Ce qui étonne dans Le Labyrinthe de Pan, c'est la vision de del Toro, ses griffonnages de carnet de croquis transformés en réalité alors que l'équipe de production donne vie aux forêts hantées, aux mondes souterrains et aux crapauds géants. Chaque moment fantastique dégouline de signification (et de boue), une histoire freudienne imprégnée du genre de mythe familier du livre historique de Joseph Campbell (devenu le pack de ressources du scénariste) Le héros aux mille visages. Son monde sylvestre est maintenu par le comédien peu connu Doug Jones, qui a fait carrière en jouant des rôles de monstres (un Yeti dans Monkeybone, un Morlock dans The Time Machine, Abe Sapien dans Hellboy). Dans son double rôle de Pan et The Pale Man, Jones mérite des applaudissements en tant que nouveau Andy Serkis.
Le monde de Pan est peut-être un fantasme sombre, mais il est loin d'être aussi dérangeant que le monde dont Ofelia essaie de s'échapper. Là, son beau-père, le capitaine Vidal, tient le tribunal, dirigeant son poste militaire avec une violence brutale et clinique alors qu'il tente d'éradiquer les guérilleros de gauche. Il est le véritable monstre de ce conte, un ogre fasciste sous l'emprise de la domination à la botte du régime de Franco. En plaçant ses bêtes mythiques aux côtés du portrait du mal de López, del Toro réussit son grand coup – disséquant l'horreur du fascisme sous le couvert d'un film fantastique. Comme dans The Devil’s Backbone, il s’agit d’un cinéma d’horreur / fantastique moulé autour d’un noyau politique, l’horreur du réalisateur pour la violence de droite étant le centre moral du film.
Parfois, le FX et la fantaisie de la bande dessinée sont mal à l'aise avec la politique, mais pour la plupart, cela fonctionne à merveille.
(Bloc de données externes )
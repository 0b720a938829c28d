//! Environment-backed configuration.
//!
//! Every setting has a default. Override with `QUIZGEN_*` environment variables.

pub mod error;


pub use error::ConfigError;

use std::env;
use std::net::IpAddr;
use std::path::PathBuf;

use crate::constants::{DEFAULT_MAX_QUESTION_TOKENS, DEFAULT_SEGMENT_TOKENS};
use crate::models::{DevicePreference, EvaluatorConfig, GeneratorConfig, NerConfig};

/// Server and pipeline configuration loaded from environment variables.
///
/// Use [`Config::from_env`] to read `QUIZGEN_*` overrides on top of defaults.
#[derive(Debug, Clone)]
pub struct Config {
    /// HTTP server port. Default: `8080`.
    pub port: u16,

    /// IP address to bind to. Default: `127.0.0.1`.
    pub bind_addr: IpAddr,

    /// Compute device for every model. Default: `auto`.
    pub device: DevicePreference,

    /// Question-generation model directory (T5 + tokenizer).
    pub qg_model_path: Option<PathBuf>,

    /// QA evaluator model directory (BERT classifier + tokenizer).
    pub evaluator_model_path: Option<PathBuf>,

    /// Entity recogniser model directory (BERT token classifier + tokenizer).
    pub ner_model_path: Option<PathBuf>,

    /// Decode budget per question. Default: `64`.
    pub max_question_tokens: usize,

    /// Token budget per context segment. Default: `490`.
    pub segment_tokens: usize,

    /// Seed for distractor sampling; `None` seeds from entropy.
    pub seed: Option<u64>,
}

impl Default for Config {
    fn default() -> Self {
        Self {
            port: 8080,
            bind_addr: IpAddr::V4(std::net::Ipv4Addr::new(127, 0, 0, 1)),
            device: DevicePreference::Auto,
            qg_model_path: None,
            evaluator_model_path: None,
            ner_model_path: None,
            max_question_tokens: DEFAULT_MAX_QUESTION_TOKENS,
            segment_tokens: DEFAULT_SEGMENT_TOKENS,
            seed: None,
        }
    }
}

impl Config {
    const ENV_PORT: &'static str = "QUIZGEN_PORT";
    const ENV_BIND_ADDR: &'static str = "QUIZGEN_BIND_ADDR";
    const ENV_DEVICE: &'static str = "QUIZGEN_DEVICE";
    const ENV_SEGMENT_TOKENS: &'static str = "QUIZGEN_SEGMENT_TOKENS";
    const ENV_SEED: &'static str = "QUIZGEN_SEED";

    /// Loads configuration from environment variables (falling back to defaults).
    pub fn from_env() -> Result<Self, ConfigError> {
        let defaults = Self::default();

        let port = Self::parse_port_from_env(defaults.port)?;
        let bind_addr = Self::parse_bind_addr_from_env(defaults.bind_addr)?;
        let device = Self::parse_device_from_env(defaults.device)?;
        let qg_model_path = Self::parse_optional_path_from_env(GeneratorConfig::ENV_MODEL_PATH);
        let evaluator_model_path =
            Self::parse_optional_path_from_env(EvaluatorConfig::ENV_MODEL_PATH);
        let ner_model_path = Self::parse_optional_path_from_env(NerConfig::ENV_MODEL_PATH);
        let max_question_tokens = Self::parse_positive_from_env(
            GeneratorConfig::ENV_MAX_QUESTION_TOKENS,
            defaults.max_question_tokens,
        )?;
        let segment_tokens =
            Self::parse_positive_from_env(Self::ENV_SEGMENT_TOKENS, defaults.segment_tokens)?;
        let seed = Self::parse_seed_from_env()?;

        Ok(Self {
            port,
            bind_addr,
            device,
            qg_model_path,
            evaluator_model_path,
            ner_model_path,
            max_question_tokens,
            segment_tokens,
            seed,
        })
    }

    /// Validates model paths and budgets (does not touch model files).
    pub fn validate(&self) -> Result<(), ConfigError> {
        for path in [
            &self.qg_model_path,
            &self.evaluator_model_path,
            &self.ner_model_path,
        ]
        .into_iter()
        .flatten()
        {
            if !path.exists() {
                return Err(ConfigError::PathNotFound { path: path.clone() });
            }
            if !path.is_dir() {
                return Err(ConfigError::NotADirectory { path: path.clone() });
            }
        }

        if self.max_question_tokens == 0 {
            return Err(ConfigError::InvalidNumber {
                name: GeneratorConfig::ENV_MAX_QUESTION_TOKENS,
                value: "0".to_string(),
            });
        }

        if self.segment_tokens == 0 {
            return Err(ConfigError::InvalidNumber {
                name: Self::ENV_SEGMENT_TOKENS,
                value: "0".to_string(),
            });
        }

        Ok(())
    }

    /// Returns `"{bind_addr}:{port}"` (useful for logging/binding).
    pub fn socket_addr(&self) -> String {
        format!("{}:{}", self.bind_addr, self.port)
    }

    /// Question model settings derived from this config.
    pub fn generator_config(&self) -> GeneratorConfig {
        let config = match &self.qg_model_path {
            Some(path) => GeneratorConfig::new(path.clone()),
            None => GeneratorConfig::stub(),
        };
        config.with_max_question_tokens(self.max_question_tokens)
    }

    /// Evaluator settings derived from this config.
    pub fn evaluator_config(&self) -> EvaluatorConfig {
        match &self.evaluator_model_path {
            Some(path) => EvaluatorConfig::new(path.clone()),
            None => EvaluatorConfig::stub(),
        }
    }

    /// Entity recogniser settings derived from this config.
    pub fn ner_config(&self) -> NerConfig {
        match &self.ner_model_path {
            Some(path) => NerConfig::new(path.clone()),
            None => NerConfig::stub(),
        }
    }

    fn parse_port_from_env(default: u16) -> Result<u16, ConfigError> {
        match env::var(Self::ENV_PORT) {
            Ok(value) => {
                let port: u16 = value.parse().map_err(|e| ConfigError::PortParseError {
                    value: value.clone(),
                    source: e,
                })?;

                if port == 0 {
                    return Err(ConfigError::InvalidPort { value });
                }

                Ok(port)
            }
            Err(_) => Ok(default),
        }
    }

    fn parse_bind_addr_from_env(default: IpAddr) -> Result<IpAddr, ConfigError> {
        match env::var(Self::ENV_BIND_ADDR) {
            Ok(value) => value
                .parse()
                .map_err(|e| ConfigError::InvalidBindAddr { value, source: e }),
            Err(_) => Ok(default),
        }
    }

    fn parse_device_from_env(default: DevicePreference) -> Result<DevicePreference, ConfigError> {
        match env::var(Self::ENV_DEVICE) {
            Ok(value) => value
                .trim()
                .parse()
                .map_err(|_| ConfigError::InvalidDevice { value }),
            Err(_) => Ok(default),
        }
    }

    fn parse_optional_path_from_env(var_name: &str) -> Option<PathBuf> {
        env::var(var_name)
            .ok()
            .map(|v| v.trim().to_string())
            .filter(|v| !v.is_empty())
            .map(PathBuf::from)
    }

    fn parse_positive_from_env(name: &'static str, default: usize) -> Result<usize, ConfigError> {
        match env::var(name) {
            Ok(value) => match value.trim().parse::<usize>() {
                Ok(n) if n > 0 => Ok(n),
                _ => Err(ConfigError::InvalidNumber { name, value }),
            },
            Err(_) => Ok(default),
        }
    }

    fn parse_seed_from_env() -> Result<Option<u64>, ConfigError> {
        match env::var(Self::ENV_SEED) {
            Ok(value) if value.trim().is_empty() => Ok(None),
            Ok(value) => value
                .trim()
                .parse()
                .map(Some)
                .map_err(|_| ConfigError::InvalidNumber {
                    name: Self::ENV_SEED,
                    value,
                }),
            Err(_) => Ok(None),
        }
    }
}
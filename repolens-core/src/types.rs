//! Core data type definitions

use chrono::{DateTime, Utc};
use serde::{Deserialize, Serialize};

/// File category buckets, determined solely by lowercased file extension
#[derive(Debug, Clone, Copy, PartialEq, Eq, Serialize, Deserialize)]
pub enum FileCategory {
    /// `.js`, `.jsx`, `.ts`, `.tsx`
    Script,
    /// `.json`
    Data,
    /// `.md`, `.markdown`
    Documentation,
}

impl FileCategory {
    /// Classify a file by its extension (without the leading dot)
    ///
    /// Matching is case-insensitive. Unrecognized extensions return `None`;
    /// such files still contribute to file and line totals, just to no bucket.
    pub fn from_extension(extension: &str) -> Option<Self> {
        match extension.to_ascii_lowercase().as_str() {
            "js" | "jsx" | "ts" | "tsx" => Some(Self::Script),
            "json" => Some(Self::Data),
            "md" | "markdown" => Some(Self::Documentation),
            _ => None,
        }
    }
}

/// Per-category file counts for one analyzed snapshot
#[derive(Debug, Clone, Copy, Default, PartialEq, Eq, Serialize, Deserialize)]
pub struct ProjectStats {
    pub script_files: usize,
    pub data_files: usize,
    pub doc_files: usize,
}

impl ProjectStats {
    /// Record one file in its category bucket
    pub fn record(&mut self, category: FileCategory) {
        match category {
            FileCategory::Script => self.script_files += 1,
            FileCategory::Data => self.data_files += 1,
            FileCategory::Documentation => self.doc_files += 1,
        }
    }

    /// Total number of categorized files (always <= the overall file count)
    pub fn categorized(&self) -> usize {
        self.script_files + self.data_files + self.doc_files
    }
}

/// Aggregate statistics for one repository snapshot
///
/// Produced once per `analyze` call and immutable after construction. The
/// counts are content-determined; only `analysis_date` depends on the clock.
#[derive(Debug, Clone, Serialize, Deserialize)]
pub struct AnalysisResult {
    /// Regular files visited under the snapshot root
    pub file_count: usize,
    /// Sum of `\n`-delimited segment counts over all visited files
    pub total_lines: usize,
    /// Per-category breakdown
    pub stats: ProjectStats,
    /// Wall-clock time at which cleanup completed
    pub analysis_date: DateTime<Utc>,
}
Comme ses amis – et compatriotes émigrés mexicains – Alfonso Cuarón (réalisateur de Children Of Men et coproducteur du Labyrinthe de Pan) et Alejandro González Iñárritu (Amores Perros, le prochain Babel), del Toro s'est engagé à recharger le cinéma de genre avec une conscience politique. Lorsque la poussière de 2006 sera retombée, Le Labyrinthe de Pan sera probablement l'un des meilleurs films de l'année – un carnaval exquis et sombre destiné à se dérouler encore et encore à travers des cerveaux troublés pendant de nombreuses nuits blanches.
Un conte de fées austère et dérangeant pour adultes. Sa vision provocatrice des monstres du fascisme et de l'enfance a un pouvoir effrayant.